It’s been a turbulent month of oscillating interest rate expectations. Early on, I argued that the case was swinging in favour of a hold, in contrast to market pricing and economists’ forecasts, with obviously implications for the currency.
The next few weeks lent support to this thesis, with chances of a cut diving as iron ore rallied wildly and a range of data releases pointed to a temporary patch of strength in the economy as the cyclical sectors fired following the February rate cut.
This pushed AUDUSD well up from its lows at the beginning of the month; last night it breached .8000 on the back of woeful US GDP figures.
Whilst musing on the possibility of a hold in May, I noted that a key concern was AUD strength forcing the RBA’s hand. Another (unmentioned) consideration was that APRA would move on macpru and thus the RBA would feel satisfied to ease again. If the RBA saw that sufficient regulatory breaks were being applied to the investor mortgage freight train, a cut could be on the cards.
If we go back to an even earlier post, there was an article I linked to by Fairfax journo Peter Martin in which he offered a strong indication that the RBA would hold in April. This irritated me enough to lambast the “extraordinary failure” of policymakers for permitting a cyclical property boom to supplant a real devaluation (which is more or less been exactly what’s happened). And as it turned out, his sources were solid. There was no cut in April.
Well tonight the clairvoyant offered another premonition: this time he sees a cut.
Below is perhaps the most important passage:
Although the Bank is concerned about the effect another of cut on Sydney house prices, it is prepared to rely on its sister regulator, the Australian Prudential Regulation Authority to ensure banks do not cut their lending standards further in order to drum up more business after the cut.
Indeed, the equity market is getting jittery about the prospects of macpru:
Almost $20 billion has been wiped off the value of the big four banks by sharemarket investors this week, partly because of expectations the prudential regulator will take quicker-than-expected action to deal with the threat posed by rampant property speculation.

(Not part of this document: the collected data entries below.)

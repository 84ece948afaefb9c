//! Reconnection delay policy.

use std::time::Duration;

use crate::config::ConnectionConfig;

/// Outcome of recording one more consecutive failure.
#[derive(Debug, Clone, Copy, PartialEq, Eq)]
pub enum Backoff {
    /// Schedule a reconnect after `delay`.
    Retry {
        /// Wait before the next attempt.
        delay: Duration,
        /// Consecutive failure count including this one.
        attempt: u32,
    },
    /// Too many consecutive failures; stop retrying.
    Exhausted {
        /// Consecutive failure count including this one.
        attempt: u32,
    },
}

/// Linear, capped reconnect backoff.
///
/// With `n` consecutive failures recorded before the current one, the next
/// attempt waits `min(base * (n + 1), max)`. Once the failure count exceeds
/// `max_attempts`, the policy reports [`Backoff::Exhausted`].
#[derive(Debug, Clone, Copy, PartialEq, Eq)]
pub struct ReconnectPolicy {
    base: Duration,
    max: Duration,
    max_attempts: u32,
}

impl ReconnectPolicy {
    /// Creates a policy.
    #[must_use]
    pub const fn new(base: Duration, max: Duration, max_attempts: u32) -> Self {
        Self {
            base,
            max,
            max_attempts,
        }
    }

    /// Policy described by `config`.
    #[must_use]
    pub const fn from_config(config: &ConnectionConfig) -> Self {
        Self::new(
            config.reconnect_base,
            config.reconnect_max,
            config.max_reconnect_attempts,
        )
    }

    /// Delay after a failure when `previous` failures were already counted.
    #[must_use]
    pub fn delay(&self, previous: u32) -> Duration {
        self.base
            .checked_mul(previous.saturating_add(1))
            .map_or(self.max, |d| d.min(self.max))
    }

    /// Classifies the failure that follows `previous` consecutive failures.
    #[must_use]
    pub fn next(&self, previous: u32) -> Backoff {
        let attempt = previous.saturating_add(1);
        if attempt > self.max_attempts {
            Backoff::Exhausted { attempt }
        } else {
            Backoff::Retry {
                delay: self.delay(previous),
                attempt,
            }
        }
    }
}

Yes, partly. But also because expectations of a rate cut tanked. If the RBA does cut expect a solid rebound. Whether a rally in financials lasts is all down to the sting in the macpru regime.
We’ll learn on Tuesday just how good Peter’s sources are, but currency markets are already all over it.
Tough month. I have to confess after finding it “very hard to see the RBA cutting interest rates next month” a matter of days ago, it looks like the RBA is laying the groundwork for a cut.
APRA’s macpru house had better be in order.